Amy Coney Barrett, the Notre Dame law professor, is a contentious choice by Trump, but also continues an extraordinary streak of Catholics being chosen for the Supreme Court.
*Editor's Note: This editorial first appeared in the October 14 edition of the Irish Voice newspaper, sister publication to IrishCentral.
It is no accident that so many Catholics are suddenly on the court. It is a result of decades of cooperation between conservative Catholics on the one hand and white evangelicals on the other.
For decades, evangelicals were deeply suspicious of Catholicism, an attitude that peaked when John F. Kennedy ran for president and southern evangelicals considered him the anti-Christ.
There was even wild talk of a tunnel linking the Vatican and the White House, showing that QAnon types flourished back in 1960 too. Billy Graham, the undisputed leader of white evangelicals, even convened a meeting of other fundamentalists in Montreux, Switzerland, so the media would not be alerted.
Graham and about 25 evangelical church leaders from the U.S. attended, according to author Carol George, who wrote a book on Norman Vincent Peale, another leading evangelical.
"They were unanimous in feeling that the Protestants in America must be aroused in some way, or the solid block Catholic voting, plus money, will take this election,” she wrote.
Kennedy put talk of such nonsense firmly to rest when he stated categorically he was the candidate of the Democratic Party, not the Catholic Church.
But times changed and the hostilities eased. Both hardline Catholics and evangelicals realized they needed each other if they were to succeed. Issues such as abortion, gay rights, and religion in schools were natural crossover topics.
The evangelicals brought top Republican politicians to their side, but reaching for judgeships was not on their agenda.
A law degree from the evangelical Liberty University was not even close to one from Notre Dame in the snooty world of judicial appointments. Breaking through to the Harvard and Yale circuit was also soon accomplished by conservative Catholics.
Enter the Federalist Society, a group of leading legal minds on the right who set about drafting a list of judges that they could inform friendly politicians they wanted to see promoted. The evangelicals could also lobby their captive politicians.
Conservative Catholics fitted the bill. To say the tactic worked is understating it. Every one of Trump’s appointments to the Supreme Court were recommended by the Federalist Society.
Indeed, once again, in the Coney Barrett case, the Federalist Society gave its seal of approval to Coney Barrett.
Federalist Society leader Leonard Leo even took a leave of absence to personally oversee the process. Coney Barrett was the result, as were previous Trump justices, Brett Kavanagh and Neil Gorsuch.

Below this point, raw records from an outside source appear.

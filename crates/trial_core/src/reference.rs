//! References from frames to stored resources (music, sounds, places, popups)

use serde::{Deserialize, Serialize};

use crate::ResourceId;

/// A frame's link to a stored resource.
///
/// Form widgets hand back either the id of an existing record or a free-form
/// path typed by the user. The path form stays `Pending` on the frame until the
/// edit is committed, at which point the resolver turns it into an `Id`.
#[derive(Debug, Clone, PartialEq, Eq, Hash, Serialize, Deserialize, Default)]
#[serde(rename_all = "snake_case")]
pub enum Reference {
    /// Nothing selected
    #[default]
    Unset,
    /// An existing record (id 0 is the reserved "none/default" record)
    Id(ResourceId),
    /// A path not yet backed by a stored record
    Pending {
        path: String,
        /// Human-readable label entered alongside the path
        title: String,
    },
}

impl Reference {
    /// Build a reference from a raw form value and its title.
    ///
    /// An empty value is `Unset`, anything that parses as an unsigned integer
    /// (including `0`) is an `Id`, everything else is a pending path.
    pub fn from_form(value: &str, title: &str) -> Self {
        let trimmed = value.trim();
        if trimmed.is_empty() {
            return Reference::Unset;
        }
        match trimmed.parse::<ResourceId>() {
            Ok(id) => Reference::Id(id),
            Err(_) => Reference::Pending {
                path: trimmed.to_string(),
                title: title.to_string(),
            },
        }
    }

    /// Shorthand for a pending path reference
    pub fn pending(path: impl Into<String>, title: impl Into<String>) -> Self {
        Reference::Pending {
            path: path.into(),
            title: title.into(),
        }
    }

    pub fn id(&self) -> Option<ResourceId> {
        match self {
            Reference::Id(id) => Some(*id),
            _ => None,
        }
    }

    pub fn is_set(&self) -> bool {
        !matches!(self, Reference::Unset)
    }

    pub fn is_pending(&self) -> bool {
        matches!(self, Reference::Pending { .. })
    }

    /// Value to feed back into a form widget
    pub fn form_value(&self) -> String {
        match self {
            Reference::Unset => String::new(),
            Reference::Id(id) => id.to_string(),
            Reference::Pending { path, .. } => path.clone(),
        }
    }
}
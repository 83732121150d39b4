//! Drag-and-drop reordering of frame rows
//!
//! Pressing a row's drag handle enters drag mode; releasing over another row
//! that accepts drops moves the dragged frame to that row's insert point.
//! Hover mini-editors stay closed for the whole drag.

use bevy::log::debug;
use trial_core::{FrameId, InsertPoint, TrialData};

use crate::row::{FrameRowView, DRAGGED_CLASS, DROP_TARGET_CLASS};
use crate::surface::{DocumentSurface, NodeId, UiServices};
use crate::EditorError;

/// Result of releasing a drag
#[derive(Debug, Clone, PartialEq, Eq)]
pub enum DropOutcome {
    /// The frame now sits at `index` of the collection
    Moved { frame_id: FrameId, index: usize },
    /// Dropped onto its own row; nothing changed
    SelfDrop,
    /// Released outside any drop target
    NoTarget,
    NotDragging,
}

#[derive(Debug, Clone, Copy)]
struct DragState {
    frame_id: FrameId,
    source_root: NodeId,
}

#[derive(Debug, Default)]
pub struct DragController {
    active: Option<DragState>,
}

/// Closest ancestor of `node` (itself included) marked as a drop target
pub fn find_drop_target(surface: &dyn DocumentSurface, node: NodeId) -> Option<NodeId> {
    let mut current = Some(node);
    while let Some(n) = current {
        if surface.has_class(n, DROP_TARGET_CLASS) {
            return Some(n);
        }
        current = surface.parent(n);
    }
    None
}

impl DragController {
    pub fn new() -> Self {
        Self::default()
    }

    pub fn is_dragging(&self) -> bool {
        self.active.is_some()
    }

    pub fn dragged_frame(&self) -> Option<FrameId> {
        self.active.map(|s| s.frame_id)
    }

    /// Start dragging `row`. Rows that cannot be deleted cannot be moved.
    pub fn begin(&mut self, row: &FrameRowView, ui: &mut UiServices) -> bool {
        if !row.behaviour().deletable {
            return false;
        }
        if let Some(previous) = self.active.take() {
            ui.surface.set_class(previous.source_root, DRAGGED_CLASS, false);
        }
        ui.surface.set_class(row.root(), DRAGGED_CLASS, true);
        self.active = Some(DragState {
            frame_id: row.frame_id(),
            source_root: row.root(),
        });
        debug!("Dragging frame {}", row.frame_id());
        true
    }

    /// Leave drag mode without moving anything
    pub fn cancel(&mut self, ui: &mut UiServices) {
        if let Some(state) = self.active.take() {
            ui.surface.set_class(state.source_root, DRAGGED_CLASS, false);
        }
    }

    /// Finish the drag over the row of `target` with its insert point.
    ///
    /// The frame is removed then reinserted, keeping its id. Drag mode ends
    /// whatever the outcome.
    pub fn release(
        &mut self,
        target: Option<(FrameId, InsertPoint)>,
        data: &mut TrialData,
        ui: &mut UiServices,
    ) -> Result<DropOutcome, EditorError> {
        let Some(state) = self.active.take() else {
            return Ok(DropOutcome::NotDragging);
        };
        ui.surface.set_class(state.source_root, DRAGGED_CLASS, false);

        let Some((target_frame, at)) = target else {
            return Ok(DropOutcome::NoTarget);
        };
        if target_frame == state.frame_id || at == InsertPoint::Before(state.frame_id) {
            debug!("Frame {} dropped onto itself", state.frame_id);
            return Ok(DropOutcome::SelfDrop);
        }

        let source_index = data
            .frame_index(state.frame_id)
            .ok_or(EditorError::RowNotFound(state.frame_id))?;
        let frame = data.remove_frame(state.frame_id)?;
        match data.insert_frame(at, Some(frame.clone())) {
            Ok(frame_id) => {
                let index = data.frame_index(frame_id).unwrap_or_default();
                debug!("Moved frame {} to index {}", frame_id, index);
                Ok(DropOutcome::Moved { frame_id, index })
            }
            Err(e) => {
                data.frames.insert(source_index, frame);
                Err(e.into())
            }
        }
    }
}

The Federalist Society had completed a very clever strategy that amounted to a coup, and they got exactly what they were looking for. Their choices could change America forever.
The court was once the bastion of white WASPs and all male. It is extraordinary to note that all current justices are either Catholics or Jews with the exception of Gorsuch, raised a Catholic but who later converted to Protestantism
It certainly represents a changed America, but not the way most citizens want it to go.
On issues such as Roe v Wade, Obamacare, and gun control, the court is far to the right of the majority of Americans.
An even stronger slew to the right is expected if Coney Barrett is selected.